// use self::ifd::Directory;
// use self::image::Image;
use crate::tags::{
    CompressionMethod, PhotometricInterpretation, PlanarConfiguration, Predictor, SampleFormat,
    Tag, Type,
};

use crate::decoder::{
    Decoder, 
    ifd::{Value, Directory}, Image, stream::{
        ByteOrder, SmartReader,
    }, ChunkType, DecodingBuffer, DecodingResult, Limits,
};

use stream::EndianAsyncReader;

extern crate async_trait;

pub mod ifd;
pub mod image;
pub(self) mod stream;
// pub mod stream;
pub mod tag_reader;

#[async_trait::async_trait]
pub trait RangeReader {
    async fn read_range(
        &mut self,
        bytes_start: u64,
        bytes_end: u64,
    ) -> futures::io::Result<Vec<u8>>;
}

#[async_trait::async_trait]
impl<R: AsyncRead + AsyncSeek + Unpin + Send> RangeReader for R {
    async fn read_range(
        &mut self,
        bytes_start: u64,
        bytes_end: u64,
    ) -> futures::io::Result<Vec<u8>> {
        let length = bytes_end - bytes_start;
        let mut buffer = vec![0; length.try_into().map_err(|e| std::io::Error::other(e))?];

        // Seek to the start position
        self.seek(SeekFrom::Start(bytes_start as u64)).await?;

        // Read exactly the number of bytes we need
        self.read_exact(&mut buffer).await?;

        Ok(buffer)
    }
}
//! End-to-end scenarios for the tile/strip random-access engine, exercised
//! entirely against in-memory buffers (no fixture files, matching the rest
//! of this crate's dependence on `tests/images/*` assets this pack does not
//! carry).

use std::io::Cursor;

use tiff::tags::{CompressionMethod, PhotometricInterpretation, PlanarConfiguration};
use tiff::tilemap::byte_order::ByteOrder;
use tiff::tilemap::codec::{PackBitsCodec, Uncompressed};
use tiff::tilemap::ifd::{GenericIfd, IfdKind, IfdView};
use tiff::tilemap::index::IfdId;
use tiff::tilemap::map::{Map, Options};
use tiff::tilemap::read_map::{ReadMap, StreamTileSupplier};
use tiff::tilemap::sample_type::SampleType;
use tiff::tilemap::tiling::TilingMode;
use tiff::tilemap::write_map::WriteMap;

/// Small xorshift PRNG so scenario tests can exercise pseudo-random pixel
/// content deterministically, without depending on an external randomness
/// crate nothing else in this codebase uses.
struct XorShift(u32);

impl XorShift {
    fn new(seed: u32) -> Self {
        XorShift(seed.max(1))
    }

    fn next_u8(&mut self) -> u8 {
        let mut x = self.0;
        x ^= x << 13;
        x ^= x >> 17;
        x ^= x << 5;
        self.0 = x;
        (x & 0xff) as u8
    }
}

fn single_tile_ifd(width: u32, height: u32, samples_per_pixel: u16) -> GenericIfd {
    GenericIfd::new(
        IfdKind::Classic,
        ByteOrder::LittleEndian,
        width,
        height,
        TilingMode::Tiled {
            tile_width: width,
            tile_length: height,
        },
        samples_per_pixel,
        SampleType::UnsignedInt { bits: 8 },
        PlanarConfiguration::Chunky,
        PhotometricInterpretation::RGB,
        CompressionMethod::None,
    )
}

// Single-tile RGB image: write every sample, read every sample back.
#[test]
fn single_tile_rgb_round_trip() {
    let mut ifd = single_tile_ifd(4, 4, 3);
    let mut stream = Cursor::new(Vec::new());
    let ifd_id = IfdId::fresh();
    let map = Map::new(
        ifd_id,
        4,
        4,
        ifd.tiling(),
        3,
        ifd.sample_type(),
        PlanarConfiguration::Chunky,
        Options::default(),
    )
    .unwrap();

    let mut rng = XorShift::new(12345);
    let mut expected = vec![[0u8; 3]; 16];
    {
        let mut write_map = WriteMap::new(map.clone(), &mut stream, &mut ifd, Uncompressed);
        for y in 0..4 {
            for x in 0..4 {
                let pixel = [rng.next_u8(), rng.next_u8(), rng.next_u8()];
                expected[(y * 4 + x) as usize] = pixel;
                for (s, &value) in pixel.iter().enumerate() {
                    write_map
                        .update_sample_i64(x, y, s as u16, value as i64, 8)
                        .unwrap();
                }
            }
        }
        write_map.complete_writing().unwrap();
    }

    let supplier = StreamTileSupplier::new(&mut stream, &ifd, Uncompressed, 0);
    let mut read_map = ReadMap::new(map, supplier, 4);
    for y in 0..4 {
        for x in 0..4 {
            let pixel = expected[(y * 4 + x) as usize];
            for (s, &value) in pixel.iter().enumerate() {
                let read = read_map.read_sample_i64(x, y, s as u16).unwrap();
                assert_eq!(read, value as i64);
            }
        }
    }
}

// A diagonal line crossing multiple tiles, verifying stitching at tile
// boundaries produces the same result as single-tile access.
#[test]
fn diagonal_line_crosses_tile_boundaries() {
    let mut ifd = GenericIfd::new(
        IfdKind::Classic,
        ByteOrder::LittleEndian,
        8,
        8,
        TilingMode::Tiled {
            tile_width: 4,
            tile_length: 4,
        },
        1,
        SampleType::UnsignedInt { bits: 8 },
        PlanarConfiguration::Chunky,
        PhotometricInterpretation::BlackIsZero,
        CompressionMethod::None,
    );
    let mut stream = Cursor::new(Vec::new());
    let ifd_id = IfdId::fresh();
    let map = Map::new(
        ifd_id,
        8,
        8,
        ifd.tiling(),
        1,
        ifd.sample_type(),
        PlanarConfiguration::Chunky,
        Options::default(),
    )
    .unwrap();

    {
        let mut write_map = WriteMap::new(map.clone(), &mut stream, &mut ifd, Uncompressed);
        for i in 0..8u32 {
            write_map.update_sample_i64(i, i, 0, 255, 8).unwrap();
        }
        write_map.complete_writing().unwrap();
    }

    let supplier = StreamTileSupplier::new(&mut stream, &ifd, Uncompressed, 0);
    let mut read_map = ReadMap::new(map, supplier, 16);
    for i in 0..8u32 {
        assert_eq!(read_map.read_sample_i64(i, i, 0).unwrap(), 255);
        if i > 0 {
            assert_eq!(read_map.read_sample_i64(i, i - 1, 0).unwrap(), 0);
        }
    }
}

// A 1-bit monochrome checkerboard, exercising sub-byte bit packing.
#[test]
fn one_bit_checkerboard_round_trips() {
    let mut ifd = GenericIfd::new(
        IfdKind::Classic,
        ByteOrder::LittleEndian,
        8,
        8,
        TilingMode::Tiled {
            tile_width: 8,
            tile_length: 8,
        },
        1,
        SampleType::UnsignedInt { bits: 1 },
        PlanarConfiguration::Chunky,
        PhotometricInterpretation::WhiteIsZero,
        CompressionMethod::None,
    );
    let mut stream = Cursor::new(Vec::new());
    let ifd_id = IfdId::fresh();
    let map = Map::new(
        ifd_id,
        8,
        8,
        ifd.tiling(),
        1,
        ifd.sample_type(),
        PlanarConfiguration::Chunky,
        Options::default(),
    )
    .unwrap();

    {
        let mut write_map = WriteMap::new(map.clone(), &mut stream, &mut ifd, Uncompressed);
        for y in 0..8u32 {
            for x in 0..8u32 {
                let value = if (x + y) % 2 == 0 { 1 } else { 0 };
                write_map.update_sample_i64(x, y, 0, value, 1).unwrap();
            }
        }
        write_map.complete_writing().unwrap();
    }

    let supplier = StreamTileSupplier::new(&mut stream, &ifd, Uncompressed, 0);
    let mut read_map = ReadMap::new(map, supplier, 4);
    for y in 0..8u32 {
        for x in 0..8u32 {
            let expected = if (x + y) % 2 == 0 { 1 } else { 0 };
            assert_eq!(read_map.read_sample_i64(x, y, 0).unwrap(), expected);
        }
    }
}

// Overwriting part of an already-written file in place must leave
// untouched bytes (and untouched samples) exactly as they were, and must not
// grow the file when the new data fits in the old chunk's capacity.
#[test]
fn in_place_overwrite_preserves_untouched_bytes() {
    let mut ifd = single_tile_ifd(4, 4, 1);
    let mut stream = Cursor::new(Vec::new());
    let ifd_id = IfdId::fresh();
    let map = Map::new(
        ifd_id,
        4,
        4,
        ifd.tiling(),
        1,
        ifd.sample_type(),
        PlanarConfiguration::Chunky,
        Options::default(),
    )
    .unwrap();

    {
        let mut write_map = WriteMap::new(map.clone(), &mut stream, &mut ifd, Uncompressed);
        for y in 0..4u32 {
            for x in 0..4u32 {
                write_map
                    .update_sample_i64(x, y, 0, (x + y * 4) as i64, 8)
                    .unwrap();
            }
        }
        write_map.complete_writing().unwrap();
    }
    let file_len_after_first_write = stream.get_ref().len();

    {
        let mut write_map = WriteMap::new(map.clone(), &mut stream, &mut ifd, Uncompressed);
        write_map.update_sample_i64(1, 1, 0, 99, 8).unwrap();
        write_map.complete_writing().unwrap();
    }

    // same-size overwrite reuses the existing chunk location: file does not
    // grow.
    assert_eq!(stream.get_ref().len(), file_len_after_first_write);

    let supplier = StreamTileSupplier::new(&mut stream, &ifd, Uncompressed, 0);
    let mut read_map = ReadMap::new(map, supplier, 4);
    assert_eq!(read_map.read_sample_i64(1, 1, 0).unwrap(), 99);
    // every other sample in the tile is untouched.
    for y in 0..4u32 {
        for x in 0..4u32 {
            if (x, y) == (1, 1) {
                continue;
            }
            assert_eq!(
                read_map.read_sample_i64(x, y, 0).unwrap(),
                (x + y * 4) as i64
            );
        }
    }
}

// A stripped (not tiled) layout with PackBits compression, covering the
// strip-geometry path and a real (non-identity) codec together.
#[test]
fn stripped_layout_with_packbits_round_trips() {
    let mut ifd = GenericIfd::new(
        IfdKind::Classic,
        ByteOrder::BigEndian,
        6,
        10,
        TilingMode::Stripped { rows_per_strip: 4 },
        1,
        SampleType::UnsignedInt { bits: 8 },
        PlanarConfiguration::Chunky,
        PhotometricInterpretation::BlackIsZero,
        CompressionMethod::PackBits,
    );
    let mut stream = Cursor::new(Vec::new());
    let ifd_id = IfdId::fresh();
    let map = Map::new(
        ifd_id,
        6,
        10,
        ifd.tiling(),
        1,
        ifd.sample_type(),
        PlanarConfiguration::Chunky,
        Options::default(),
    )
    .unwrap();

    let mut rng = XorShift::new(9001);
    let mut expected = vec![0u8; 60];
    {
        let mut write_map = WriteMap::new(map.clone(), &mut stream, &mut ifd, PackBitsCodec);
        for y in 0..10u32 {
            for x in 0..6u32 {
                let value = rng.next_u8();
                expected[(y * 6 + x) as usize] = value;
                write_map
                    .update_sample_i64(x, y, 0, value as i64, 8)
                    .unwrap();
            }
        }
        write_map.complete_writing().unwrap();
    }

    let supplier = StreamTileSupplier::new(&mut stream, &ifd, PackBitsCodec, 0);
    let mut read_map = ReadMap::new(map, supplier, 8);
    for y in 0..10u32 {
        for x in 0..6u32 {
            let expected_value = expected[(y * 6 + x) as usize] as i64;
            assert_eq!(read_map.read_sample_i64(x, y, 0).unwrap(), expected_value);
        }
    }

    // the last strip is only 2 rows tall (10 = 2*4 + 2); uncropped chunk
    // geometry would overhang the image, so cropping must have kicked in.
    assert_eq!(ifd.tiling().tiles_down(10), 3);
}

#[test]
fn unwritten_tile_reads_as_configured_filler() {
    let ifd = single_tile_ifd(4, 4, 1);
    let mut stream = Cursor::new(Vec::new());
    let ifd_id = IfdId::fresh();
    let map = Map::new(
        ifd_id,
        4,
        4,
        ifd.tiling(),
        1,
        ifd.sample_type(),
        PlanarConfiguration::Chunky,
        Options::default().with_byte_filler(0x42),
    )
    .unwrap();
    let supplier = StreamTileSupplier::new(&mut stream, &ifd, Uncompressed, 0x42);
    let mut read_map = ReadMap::new(map, supplier, 1);
    assert_eq!(read_map.read_sample_i64(0, 0, 0).unwrap(), 0x42);
}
════════════════
- [Task requirements] Scan the material above for lines holding the string "await" and copy those lines.

- [Solution for this problem]
        self.seek(SeekFrom::Start(bytes_start as u64)).await?;
        self.read_exact(&mut buffer).await?;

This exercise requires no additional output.